Challenge yourself today. Try to see things differently. Try for even a moment to be in someone else's position. You may learn a lot about yourself and your world.
|Posted on May 15, 2017 at 2:10 PM||comments (16)|
May is Mental Health Awareness month. My goal for this month is to bring attention to the importance of our mental health.
Our well-being is important to monitor, develop, and take care of. Have you ever noticed when you feel irritable that you may be negatively impacting your friends, family, or co-workers around you? Our well-being affects the well-being of others.
Self-care is not selfish, but rather a necessary and important aspect of caring for and loving ourselves and others. We can only care for others when we have cared for ourselves. This may seem counterintuitive to many of you, but think about how much better you are able to help your children complete their morning routines, rock that work presentation, or spend meaningful time with your significant other when you are well-rested compared to when you are sleep deprived.
In my practice, I often reference the emergency instructions providedwhen flying. If the oxygen masks are released, parents should put the mask on themselves before their child. As a parent, this seems very counterintuitive and unnatural. Take care of myself before my child? The important point to remember is that by taking care of the grown-up first, we can better care for the child. If we pass out or get injured, how can we help our child then?
Practice some self-care this month. Read up on well-being and having a healthy mindset. Our mental health matters.
|Posted on April 17, 2017 at 1:00 PM||comments (40)|
Have you ever said something and then almost immediately regretted it? Most, if not all, of us have been there are at one point or another in our lives. When we get down to the basics of this experience, we learn that we let our feelings dictate our actions. In other words, we let a temporary state make a permanent decision for us.
Our emotions can be experienced so intensely at times. We feel so angry at our spouse for forgetting to take out the garbage again. We feel scared that the darkness while driving will be too much to handle. We feel sad that our friend cancelled plans on us. And so we yell at our spouse, or avoid driving at night, or mope around the house the entire weekend.
These actions are hard to undo or take back, and often leave a permanent mark on ourselves or someone else.
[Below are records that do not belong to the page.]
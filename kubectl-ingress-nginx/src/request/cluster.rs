use std::fmt::Debug;

use k8s_openapi::{
    NamespaceResourceScope,
    api::{
        apps::v1::Deployment,
        core::v1::{Pod, Service},
        discovery::v1::EndpointSlice,
        networking::v1::Ingress,
    },
};
use kube::{
    Api, Resource,
    api::{ApiResource, DynamicObject, ListParams},
};
use serde::de::DeserializeOwned;
use snafu::ResultExt;

use crate::request::{
    error::{self, ApiError},
    legacy,
};

/// The list calls the plugin makes against a cluster.
///
/// An empty `namespace` lists across all namespaces. Implementations report a
/// 404 from the API server as [`ApiError::NotFound`] so callers can probe for
/// API versions a cluster does not serve.
pub trait Cluster {
    /// Namespace of the active kubeconfig context.
    fn default_namespace(&self) -> &str;

    async fn list_pods(
        &self,
        namespace: &str,
        label_selector: Option<&str>,
    ) -> Result<Vec<Pod>, ApiError>;

    async fn list_deployments(&self, namespace: &str) -> Result<Vec<Deployment>, ApiError>;

    async fn list_services(&self, namespace: &str) -> Result<Vec<Service>, ApiError>;

    async fn list_ingresses(&self, namespace: &str) -> Result<Vec<Ingress>, ApiError>;

    async fn list_legacy_ingresses(
        &self,
        namespace: &str,
    ) -> Result<Vec<legacy::Ingress>, ApiError>;

    async fn list_endpoint_slices(&self, namespace: &str) -> Result<Vec<EndpointSlice>, ApiError>;

    async fn list_legacy_endpoint_slices(
        &self,
        namespace: &str,
    ) -> Result<Vec<legacy::EndpointSlice>, ApiError>;
}

/// [`Cluster`] backed by a `kube::Client`.
#[derive(Clone)]
pub struct KubeCluster {
    client: kube::Client,
}

impl From<kube::Client> for KubeCluster {
    fn from(client: kube::Client) -> Self { Self { client } }
}

impl KubeCluster {
    pub const fn client(&self) -> &kube::Client { &self.client }

    fn api<K>(&self, namespace: &str) -> Api<K>
    where
        K: Resource<Scope = NamespaceResourceScope>,
        <K as Resource>::DynamicType: Default,
    {
        if namespace.is_empty() {
            Api::all(self.client.clone())
        } else {
            Api::namespaced(self.client.clone(), namespace)
        }
    }

    async fn list<K>(
        &self,
        resource: &'static str,
        namespace: &str,
        list_params: &ListParams,
    ) -> Result<Vec<K>, ApiError>
    where
        K: Resource<Scope = NamespaceResourceScope> + Clone + DeserializeOwned + Debug,
        <K as Resource>::DynamicType: Default,
    {
        tracing::debug!("Listing {resource} in {}", error::scope(namespace));
        self.api::<K>(namespace)
            .list(list_params)
            .await
            .map(|list| list.items)
            .map_err(|source| ApiError::from_kube(resource, namespace, source))
    }

    async fn list_dynamic<T>(
        &self,
        resource: &'static str,
        api_resource: &ApiResource,
        namespace: &str,
    ) -> Result<Vec<T>, ApiError>
    where
        T: DeserializeOwned,
    {
        tracing::debug!("Listing {resource} in {}", error::scope(namespace));
        let api: Api<DynamicObject> = if namespace.is_empty() {
            Api::all_with(self.client.clone(), api_resource)
        } else {
            Api::namespaced_with(self.client.clone(), namespace, api_resource)
        };

        let list = api
            .list(&ListParams::default())
            .await
            .map_err(|source| ApiError::from_kube(resource, namespace, source))?;

        list.items
            .into_iter()
            .map(|object| serde_json::to_value(object).and_then(serde_json::from_value))
            .collect::<Result<Vec<T>, _>>()
            .with_context(|_| error::DecodeSnafu { resource, scope: error::scope(namespace) })
    }
}

impl Cluster for KubeCluster {
    fn default_namespace(&self) -> &str { self.client.default_namespace() }

    async fn list_pods(
        &self,
        namespace: &str,
        label_selector: Option<&str>,
    ) -> Result<Vec<Pod>, ApiError> {
        let list_params = ListParams {
            label_selector: label_selector.map(ToString::to_string),
            ..ListParams::default()
        };
        self.list("pods", namespace, &list_params).await
    }

    async fn list_deployments(&self, namespace: &str) -> Result<Vec<Deployment>, ApiError> {
        self.list("deployments.apps/v1", namespace, &ListParams::default()).await
    }

    async fn list_services(&self, namespace: &str) -> Result<Vec<Service>, ApiError> {
        self.list("services", namespace, &ListParams::default()).await
    }

    async fn list_ingresses(&self, namespace: &str) -> Result<Vec<Ingress>, ApiError> {
        self.list("ingresses.networking.k8s.io/v1", namespace, &ListParams::default()).await
    }

    async fn list_legacy_ingresses(
        &self,
        namespace: &str,
    ) -> Result<Vec<legacy::Ingress>, ApiError> {
        self.list_dynamic(
            "ingresses.networking.k8s.io/v1beta1",
            &legacy::INGRESS_V1BETA1,
            namespace,
        )
        .await
    }

    async fn list_endpoint_slices(&self, namespace: &str) -> Result<Vec<EndpointSlice>, ApiError> {
        self.list("endpointslices.discovery.k8s.io/v1", namespace, &ListParams::default()).await
    }

    async fn list_legacy_endpoint_slices(
        &self,
        namespace: &str,
    ) -> Result<Vec<legacy::EndpointSlice>, ApiError> {
        self.list_dynamic(
            "endpointslices.discovery.k8s.io/v1beta1",
            &legacy::ENDPOINT_SLICE_V1BETA1,
            namespace,
        )
        .await
    }
}
//! Command line interface of the `kubectl ingress-nginx` plugin.
//!
//! # Examples
//!
//! ```bash
//! # List the ingresses of every namespace with their endpoint counts
//! kubectl ingress-nginx ingresses -A
//!
//! # Pick an ingress URL and open it in the browser
//! kubectl ingress-nginx browser
//!
//! # Show the certificate the controller serves for a host
//! kubectl ingress-nginx certs --host shop.example.com --pretty
//!
//! # Run a command in the controller container
//! kubectl ingress-nginx exec -n ingress-nginx -- /dbg backends list
//! ```

mod browser;
mod certs;
pub mod error;
mod exec;
mod info;
mod ingresses;
mod internal;

use std::path::PathBuf;

use clap::{CommandFactory, Parser, Subcommand};
use ingress_nginx_base::CLI_PROGRAM_NAME;
use snafu::ResultExt;
use tokio::{io::AsyncWriteExt, runtime::Runtime};

pub use self::error::Error;
use self::{
    browser::BrowserCommand, certs::CertsCommand, exec::ExecCommand, info::InfoCommand,
    ingresses::IngressesCommand,
};
use crate::{config::Config, request::ConnectionFlags, shadow};

#[derive(Parser)]
#[command(
    name = CLI_PROGRAM_NAME,
    bin_name = "kubectl ingress-nginx",
    author,
    version,
    long_version = shadow::CLAP_LONG_VERSION,
    about = "A kubectl plugin for inspecting the ingress-nginx controller",
    long_about = "Inspects ingress-nginx in a Kubernetes cluster: lists ingress hosts with \
                  their services and endpoints, opens ingress URLs in a browser, dumps the \
                  TLS certificates served by the controller and runs commands in its pods.",
    color = clap::ColorChoice::Auto
)]
pub struct Cli {
    #[clap(subcommand)]
    commands: Option<Commands>,

    #[clap(
        long = "kubeconfig",
        global = true,
        help = "Path to the kubeconfig file to use for CLI requests"
    )]
    kubeconfig: Option<PathBuf>,

    #[clap(long = "context", global = true, help = "The name of the kubeconfig context to use")]
    context: Option<String>,

    #[clap(
        short = 'n',
        long = "namespace",
        global = true,
        help = "If present, the namespace scope for this CLI request"
    )]
    namespace: Option<String>,

    /// Path to the configuration file.
    #[clap(
        long = "config",
        global = true,
        env = "INGRESS_NGINX_CONFIG_FILE_PATH",
        help = "Specify a configuration file. Defaults to \
                ~/.config/kubectl-ingress-nginx/config.yaml or INGRESS_NGINX_CONFIG_FILE_PATH \
                env var."
    )]
    config_file: Option<PathBuf>,

    #[clap(
        long = "log-level",
        global = true,
        env = "INGRESS_NGINX_LOG_LEVEL",
        help = "Set the logging level (e.g., warn, info, debug, trace)."
    )]
    log_level: Option<tracing::Level>,
}

#[derive(Clone, Subcommand)]
pub enum Commands {
    #[command(about = "Display client and server version information")]
    Version {
        #[clap(long = "client", help = "If true, shows client version only (no server required).")]
        client: bool,
    },

    #[command(about = "Generate shell completion script for the specified shell (bash, zsh, fish)")]
    Completions { shell: clap_complete::Shell },

    #[command(about = "Output the default configuration in YAML format")]
    DefaultConfig,

    #[command(about = "Provide a short summary of all of the ingress definitions")]
    Ingresses(IngressesCommand),

    #[command(about = "Open url defined in ingress with browser")]
    Browser(BrowserCommand),

    #[command(about = "Output the certificate data stored in an ingress-nginx pod")]
    Certs(CertsCommand),

    #[command(about = "Execute a command inside an ingress-nginx pod")]
    Exec(ExecCommand),

    #[command(about = "Show information about the ingress-nginx service")]
    Info(InfoCommand),
}

impl Default for Cli {
    fn default() -> Self { Self::parse() }
}

impl Cli {
    fn load_config(&self) -> Result<Config, Error> {
        let mut config =
            Config::load(self.config_file.clone().unwrap_or_else(Config::search_config_file_path))?;

        if let Some(log_level) = self.log_level {
            config.log.level = log_level;
        }

        Ok(config)
    }

    fn connection_flags(&self) -> ConnectionFlags {
        ConnectionFlags {
            kubeconfig: self.kubeconfig.clone(),
            context: self.context.clone(),
            namespace: self.namespace.clone(),
            all_namespaces: false,
        }
    }

    /// Runs the parsed command and returns the process exit code.
    ///
    /// # Errors
    ///
    /// Returns an `Error` when the configuration cannot be loaded, the Tokio
    /// runtime cannot be created or the command fails.
    pub fn run(self) -> Result<i32, Error> {
        let client_version = Self::command().get_version().unwrap_or_default().to_string();
        match self.commands {
            Some(Commands::Completions { shell }) => {
                let mut app = Self::command();
                let bin_name = app.get_name().to_string();
                clap_complete::generate(shell, &mut app, bin_name, &mut std::io::stdout());
                return Ok(0);
            }
            Some(Commands::DefaultConfig) => {
                std::io::Write::write_all(&mut std::io::stdout(), &Config::template_basic())
                    .context(error::WriteStdoutSnafu)?;
                return Ok(0);
            }
            None => {
                let help = Self::command().render_long_help().ansi().to_string();
                std::io::Write::write_all(&mut std::io::stderr(), help.as_bytes())
                    .context(error::WriteStdoutSnafu)?;
                return Ok(-1);
            }
            _ => {}
        }

        let config = self.load_config()?;
        config.log.registry();
        let flags = self.connection_flags();

        let fut = async move {
            match self.commands {
                Some(Commands::Version { client }) => {
                    let mut info = format!(
                        "{}Client Version: {client_version}\n",
                        Self::command().render_long_version()
                    );
                    if !client {
                        let context = internal::connect(flags).await?;
                        let server_version = context
                            .cluster()
                            .client()
                            .apiserver_version()
                            .await
                            .map_or_else(
                                |_| "unknown".to_string(),
                                |info| format!("{}.{}", info.major, info.minor),
                            );
                        info.push_str("Server Version: ");
                        info.push_str(&server_version);
                        info.push('\n');
                    }
                    tokio::io::stdout()
                        .write_all(info.as_bytes())
                        .await
                        .context(error::WriteStdoutSnafu)?;
                }
                Some(Commands::Ingresses(cmd)) => cmd.run(flags).await?,
                Some(Commands::Browser(cmd)) => cmd.run(flags).await?,
                Some(Commands::Certs(cmd)) => cmd.run(flags, config).await?,
                Some(Commands::Exec(cmd)) => cmd.run(flags, config).await?,
                Some(Commands::Info(cmd)) => cmd.run(flags, config).await?,
                Some(Commands::Completions { .. } | Commands::DefaultConfig) | None => {}
            }

            Ok(0)
        };

        Runtime::new().context(error::InitializeTokioRuntimeSnafu)?.block_on(fut)
    }
}
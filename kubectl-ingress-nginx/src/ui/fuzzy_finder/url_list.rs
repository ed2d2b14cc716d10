use std::{borrow::Cow, sync::Arc};

use ingress_nginx_base::DEFAULT_MENU_PROMPT;
use skim::{
    Skim, SkimItem, SkimItemReceiver, SkimItemSender,
    prelude::{SkimOptionsBuilder, unbounded},
};

pub trait UrlListExt {
    fn items(&self) -> Vec<Arc<dyn SkimItem>>;

    /// Lets the user pick one URL. `None` when nothing was chosen.
    fn select_url(&self) -> Option<String> {
        let items = self.items();
        if items.is_empty() {
            return None;
        }

        let (tx_item, rx_item): (SkimItemSender, SkimItemReceiver) = unbounded();
        for item in items {
            drop(tx_item.send(vec![item]));
        }
        drop(tx_item);

        let options = match SkimOptionsBuilder::default()
            .height("40%".to_string())
            .prompt(DEFAULT_MENU_PROMPT.to_string())
            .multi(false)
            .build()
        {
            Ok(options) => options,
            Err(err) => {
                tracing::warn!("Failed to build fuzzy finder options, error: {err}");
                return None;
            }
        };

        let out = Skim::run_with(options, Some(rx_item)).ok()?;
        if out.is_abort {
            return None;
        }
        out.selected_items
            .first()
            .map(|item| item.output().trim().to_string())
            .filter(|url| !url.is_empty())
    }
}

impl UrlListExt for [String] {
    fn items(&self) -> Vec<Arc<dyn SkimItem>> {
        self.iter().map(|url| Arc::new(UrlSkimItem::from(url.clone())) as Arc<dyn SkimItem>).collect()
    }
}

pub struct UrlSkimItem(String);

impl From<String> for UrlSkimItem {
    fn from(value: String) -> Self { Self(value) }
}

impl SkimItem for UrlSkimItem {
    fn text(&self) -> Cow<'_, str> { Cow::Borrowed(&self.0) }

    fn output(&self) -> Cow<'_, str> { Cow::Borrowed(&self.0) }
}

#[cfg(test)]
mod tests {
    use super::*;

    #[test]
    fn test_items_keep_urls() {
        let urls = vec!["https://shop.example.com/".to_string(), "http://a.example.com/x".to_string()];
        let items = urls.items();
        assert_eq!(items.len(), 2);
        assert_eq!(items[1].output(), "http://a.example.com/x");
    }

    #[test]
    fn test_nothing_to_select() {
        let urls: Vec<String> = Vec::new();
        assert_eq!(urls.select_url(), None);
    }
}
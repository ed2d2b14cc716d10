//! Renders ingress rows with their endpoint counts as a table.

use comfy_table::{Cell, ContentArrangement};

use crate::request::IngressRow;

/// An ingress row with the number of endpoints behind its service, `None`
/// when there is no endpoint data for it.
#[derive(Clone, Debug)]
pub struct IngressListing {
    pub row: IngressRow,
    pub endpoints: Option<usize>,
}

pub trait IngressListingExt {
    /// Renders the listing, with a leading `NAMESPACE` column when
    /// `show_namespace` is set.
    fn render_table(&self, show_namespace: bool) -> String;
}

impl IngressListingExt for [IngressListing] {
    fn render_table(&self, show_namespace: bool) -> String {
        let mut header = vec![
            "INGRESS NAME",
            "HOST+PATH",
            "ADDRESSES",
            "TLS",
            "SERVICE",
            "SERVICE PORT",
            "ENDPOINTS",
        ];
        if show_namespace {
            header.insert(0, "NAMESPACE");
        }

        let rows = self
            .iter()
            .map(|listing| {
                let IngressListing { row, endpoints } = listing;
                let mut cells = vec![
                    Cell::new(&row.ingress_name),
                    Cell::new(format!("{}{}", row.host, row.path)),
                    Cell::new(&row.address),
                    Cell::new(if row.tls { "YES" } else { "NO" }),
                    Cell::new(&row.service_name),
                    Cell::new(&row.service_port),
                    Cell::new(endpoints.map_or_else(|| "?".to_string(), |n| n.to_string())),
                ];
                if show_namespace {
                    cells.insert(0, Cell::new(&row.namespace));
                }
                cells
            })
            .collect::<Vec<_>>();

        comfy_table::Table::new()
            .load_preset(comfy_table::presets::NOTHING)
            .set_content_arrangement(ContentArrangement::Disabled)
            .set_header(header)
            .add_rows(rows)
            .to_string()
    }
}

#[cfg(test)]
mod tests {
    use super::*;

    fn listing() -> Vec<IngressListing> {
        vec![
            IngressListing {
                row: IngressRow {
                    namespace: "team-a".to_string(),
                    ingress_name: "shop".to_string(),
                    host: "shop.example.com".to_string(),
                    path: "/cart".to_string(),
                    tls: true,
                    service_name: "cart".to_string(),
                    service_port: "8080".to_string(),
                    address: "203.0.113.7".to_string(),
                },
                endpoints: Some(3),
            },
            IngressListing {
                row: IngressRow {
                    namespace: "team-b".to_string(),
                    ingress_name: "fallback".to_string(),
                    host: "*".to_string(),
                    service_name: "default-http:80".to_string(),
                    ..IngressRow::default()
                },
                endpoints: None,
            },
        ]
    }

    #[test]
    fn test_render_table() {
        let table = listing().render_table(false);
        let lines = table.lines().map(str::trim).collect::<Vec<_>>();

        assert_eq!(lines.len(), 3);
        assert!(lines[0].starts_with("INGRESS NAME"));
        assert!(lines[0].ends_with("ENDPOINTS"));
        assert!(!table.contains("NAMESPACE"));

        let cells = lines[1].split_whitespace().collect::<Vec<_>>();
        assert_eq!(cells, vec!["shop", "shop.example.com/cart", "203.0.113.7", "YES", "cart", "8080", "3"]);
        assert!(lines[2].starts_with("fallback"));
        assert!(lines[2].contains("NO"));
        assert!(lines[2].ends_with('?'));
    }

    #[test]
    fn test_render_table_with_namespace() {
        let table = listing().render_table(true);
        let lines = table.lines().map(str::trim).collect::<Vec<_>>();
        assert!(lines[0].starts_with("NAMESPACE"));
        assert!(lines[1].starts_with("team-a"));
        assert!(lines[2].starts_with("team-b"));
    }
}
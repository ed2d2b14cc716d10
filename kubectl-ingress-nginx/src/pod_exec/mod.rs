//! Running one command in a pod container and collecting what it prints.

mod error;

use k8s_openapi::{api::core::v1::Pod, apimachinery::pkg::apis::meta::v1::Status};
use kube::{Api, api::AttachParams};
use snafu::{OptionExt, ResultExt};
use tokio::io::{AsyncRead, AsyncReadExt};

pub use self::error::Error;

#[derive(Clone, Debug, Default, PartialEq, Eq)]
pub struct ExecOutput {
    pub stdout: String,
    pub stderr: String,
}

#[derive(Clone, Debug)]
pub struct PodExec {
    api: Api<Pod>,
    pod_name: String,
    namespace: String,
    container: Option<String>,
    command: Vec<String>,
}

impl PodExec {
    pub fn new<I, S>(
        api: Api<Pod>,
        pod_name: impl Into<String>,
        namespace: impl Into<String>,
        command: I,
    ) -> Self
    where
        I: IntoIterator<Item = S>,
        S: Into<String>,
    {
        Self {
            api,
            pod_name: pod_name.into(),
            namespace: namespace.into(),
            container: None,
            command: command.into_iter().map(Into::into).collect(),
        }
    }

    /// Runs in `container` instead of the pod's default container. An empty
    /// name keeps the default.
    #[must_use]
    pub fn with_container(self, container: &str) -> Self {
        let container = Some(container.to_string()).filter(|c| !c.is_empty());
        Self { container, ..self }
    }

    /// Runs the command to completion without a terminal.
    ///
    /// # Errors
    ///
    /// Fails when the exec call cannot be set up, a stream cannot be read, or
    /// the API server reports the command as failed.
    pub async fn output(self) -> Result<ExecOutput, Error> {
        let Self { api, pod_name, namespace, container, command } = self;
        tracing::debug!("Executing {command:?} in pod {pod_name} in namespace {namespace}");

        let mut attached = api
            .exec(
                &pod_name,
                command,
                &AttachParams {
                    container,
                    stdin: false,
                    stdout: true,
                    stderr: true,
                    tty: false,
                    ..AttachParams::default()
                },
            )
            .await
            .with_context(|_| error::ExecPodSnafu {
                namespace: namespace.clone(),
                pod_name: pod_name.clone(),
            })?;

        let pod_stdout =
            attached.stdout().context(error::GetPodStreamSnafu { stream: "stdout" })?;
        let pod_stderr =
            attached.stderr().context(error::GetPodStreamSnafu { stream: "stderr" })?;
        let status = attached.take_status();

        let (stdout, stderr) = tokio::try_join!(
            read_stream(pod_stdout, &pod_name, "stdout"),
            read_stream(pod_stderr, &pod_name, "stderr"),
        )?;

        let status = match status {
            Some(status) => status.await,
            None => None,
        };
        if let Err(err) = attached.join().await {
            tracing::debug!(
                "Exec session in pod {pod_name} did not shut down cleanly, error: {err}"
            );
        }

        check_status(&pod_name, status.as_ref(), &stderr)?;
        Ok(ExecOutput { stdout, stderr })
    }
}

async fn read_stream<R>(mut stream: R, pod_name: &str, name: &'static str) -> Result<String, Error>
where
    R: AsyncRead + Unpin,
{
    let mut buf = String::new();
    let _size = stream
        .read_to_string(&mut buf)
        .await
        .with_context(|_| error::ReadPodStreamSnafu { pod_name, stream: name })?;
    Ok(buf)
}

/// Turns the final exec status into an error when the command did not
/// succeed. A missing status is treated as success.
fn check_status(pod_name: &str, status: Option<&Status>, stderr: &str) -> Result<(), Error> {
    let Some(status) = status else {
        return Ok(());
    };
    if status.status.as_deref() != Some("Failure") {
        return Ok(());
    }

    let mut message = status.message.clone().unwrap_or_default();
    let stderr = stderr.trim();
    if !stderr.is_empty() {
        message = format!("{message}: {stderr}");
    }
    error::CommandFailedSnafu { pod_name, message }.fail()
}

#[cfg(test)]
mod tests {
    use super::*;

    #[test]
    fn test_success_status() {
        let status = Status { status: Some("Success".to_string()), ..Status::default() };
        assert!(check_status("web-7f8", Some(&status), "").is_ok());
        assert!(check_status("web-7f8", None, "ignored").is_ok());
    }

    #[test]
    fn test_failure_status_carries_stderr() {
        let status = Status {
            status: Some("Failure".to_string()),
            message: Some("command terminated with non-zero exit code".to_string()),
            ..Status::default()
        };
        let err = check_status("web-7f8", Some(&status), "no such host\n").unwrap_err();
        assert_eq!(
            err.to_string(),
            "Command failed in pod web-7f8: command terminated with non-zero exit code: no such \
             host"
        );
    }
}
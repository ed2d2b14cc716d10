use clap::Args;
use snafu::ResultExt;
use tokio::io::AsyncWriteExt;

use crate::{
    cli::{
        error::{self, Error},
        internal,
    },
    request::{ConnectionFlags, IngressRow},
    ui::table::{IngressListing, IngressListingExt},
};

#[derive(Args, Clone)]
pub struct IngressesCommand {
    #[arg(long = "host", help = "Show just the ingress definitions for this hostname")]
    pub host: Option<String>,

    #[arg(
        short = 'A',
        long = "all-namespaces",
        help = "Find ingress definitions from all namespaces"
    )]
    pub all_namespaces: bool,
}

impl IngressesCommand {
    pub async fn run(self, flags: ConnectionFlags) -> Result<(), Error> {
        let Self { host, all_namespaces } = self;
        let context = internal::connect(flags.with_all_namespaces(all_namespaces)).await?;

        let rows = context
            .ingress_rows()
            .await?
            .into_iter()
            .filter(|row| matches_host(row, host.as_deref()))
            .collect::<Vec<_>>();

        let mut listings = Vec::with_capacity(rows.len());
        for row in rows {
            let endpoints = context.count_endpoints(&row.namespace, &row.service_name).await?;
            listings.push(IngressListing { row, endpoints });
        }

        let mut stdout = tokio::io::stdout();
        stdout
            .write_all(listings.render_table(all_namespaces).as_bytes())
            .await
            .context(error::WriteStdoutSnafu)?;
        stdout.write_u8(b'\n').await.context(error::WriteStdoutSnafu)
    }
}

/// Rows pass when no host filter is given or the host matches it exactly.
pub fn matches_host(row: &IngressRow, host: Option<&str>) -> bool {
    host.filter(|host| !host.is_empty()).is_none_or(|host| row.host == host)
}

#[cfg(test)]
mod tests {
    use super::*;

    #[test]
    fn test_matches_host() {
        let row = IngressRow { host: "shop.example.com".to_string(), ..IngressRow::default() };
        assert!(matches_host(&row, None));
        assert!(matches_host(&row, Some("")));
        assert!(matches_host(&row, Some("shop.example.com")));
        assert!(!matches_host(&row, Some("example.com")));
    }
}
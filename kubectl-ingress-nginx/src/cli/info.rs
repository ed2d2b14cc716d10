use clap::Args;
use k8s_openapi::api::apps::v1::Deployment;
use snafu::ResultExt;
use tokio::io::AsyncWriteExt;

use crate::{
    cli::{
        error::{self, Error},
        internal,
    },
    config::Config,
    ext::ServiceExt,
    request::ConnectionFlags,
};

#[derive(Args, Clone)]
pub struct InfoCommand {
    #[arg(
        long = "service",
        help = "The name of the ingress-nginx service [default: ingress-nginx-controller]"
    )]
    pub service: Option<String>,

    #[arg(
        long = "deployment",
        help = "The name of the ingress-nginx deployment [default: ingress-nginx-controller]"
    )]
    pub deployment: Option<String>,
}

impl InfoCommand {
    pub async fn run(self, flags: ConnectionFlags, config: Config) -> Result<(), Error> {
        let Self { service, deployment } = self;
        let service = service.unwrap_or(config.default_service);
        let deployment = deployment.unwrap_or(config.default_deployment);

        let context = internal::connect(flags).await?;
        let service = context.get_service_by_name(&service, None).await?;

        let mut lines = vec![
            format!("Service cluster IP address: {}", service.cluster_ip()),
            format!("LoadBalancer IP|CNAME: {}", service.load_balancer_addresses().join(",")),
        ];

        let deployments = context.list_deployments(&context.namespace()).await?;
        if let Some(found) =
            deployments.iter().find(|d| d.metadata.name.as_deref() == Some(deployment.as_str()))
        {
            lines.push(format!(
                "Deployment {deployment} replicas (ready/desired): {}",
                replicas(found)
            ));
        }
        let info = lines.join("\n") + "\n";

        let mut stdout = tokio::io::stdout();
        stdout.write_all(info.as_bytes()).await.context(error::WriteStdoutSnafu)?;
        stdout.flush().await.context(error::WriteStdoutSnafu)
    }
}

/// `ready/desired` replica counts of a deployment.
fn replicas(deployment: &Deployment) -> String {
    let desired = deployment.spec.as_ref().and_then(|spec| spec.replicas).unwrap_or(1);
    let ready = deployment.status.as_ref().and_then(|status| status.ready_replicas).unwrap_or(0);
    format!("{ready}/{desired}")
}

#[cfg(test)]
mod tests {
    use k8s_openapi::api::apps::v1::{DeploymentSpec, DeploymentStatus};

    use super::*;

    #[test]
    fn test_replicas() {
        let mut deployment = Deployment::default();
        assert_eq!(replicas(&deployment), "0/1");

        deployment.spec = Some(DeploymentSpec { replicas: Some(3), ..DeploymentSpec::default() });
        deployment.status =
            Some(DeploymentStatus { ready_replicas: Some(2), ..DeploymentStatus::default() });
        assert_eq!(replicas(&deployment), "2/3");
    }
}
Handled a different way, the feeling would have passed and our choices would have been much less detrimental to those around us.
We have more power than we think. Our feelings are temporary. They will go away. Why make a permanent decision based on a temporary feeling?
This month, I am challenging you to respond with grace, respect, love, hope, and self-care. Use your problem solving skills and think of an alternate solution. Remember, all feelings are ok. What you do with them is what matters.
|Posted on March 13, 2017 at 2:15 PM||comments (4)|
*Spoiler alert* This month's post is about a TV show, This is Us, on NBC that premiered this fall. If you have not seen the show, consider watching the first episode and see if you connect. The remainder of this post may spoil some of the plot for you (I tried not to be very specific), so proceed at your own risk...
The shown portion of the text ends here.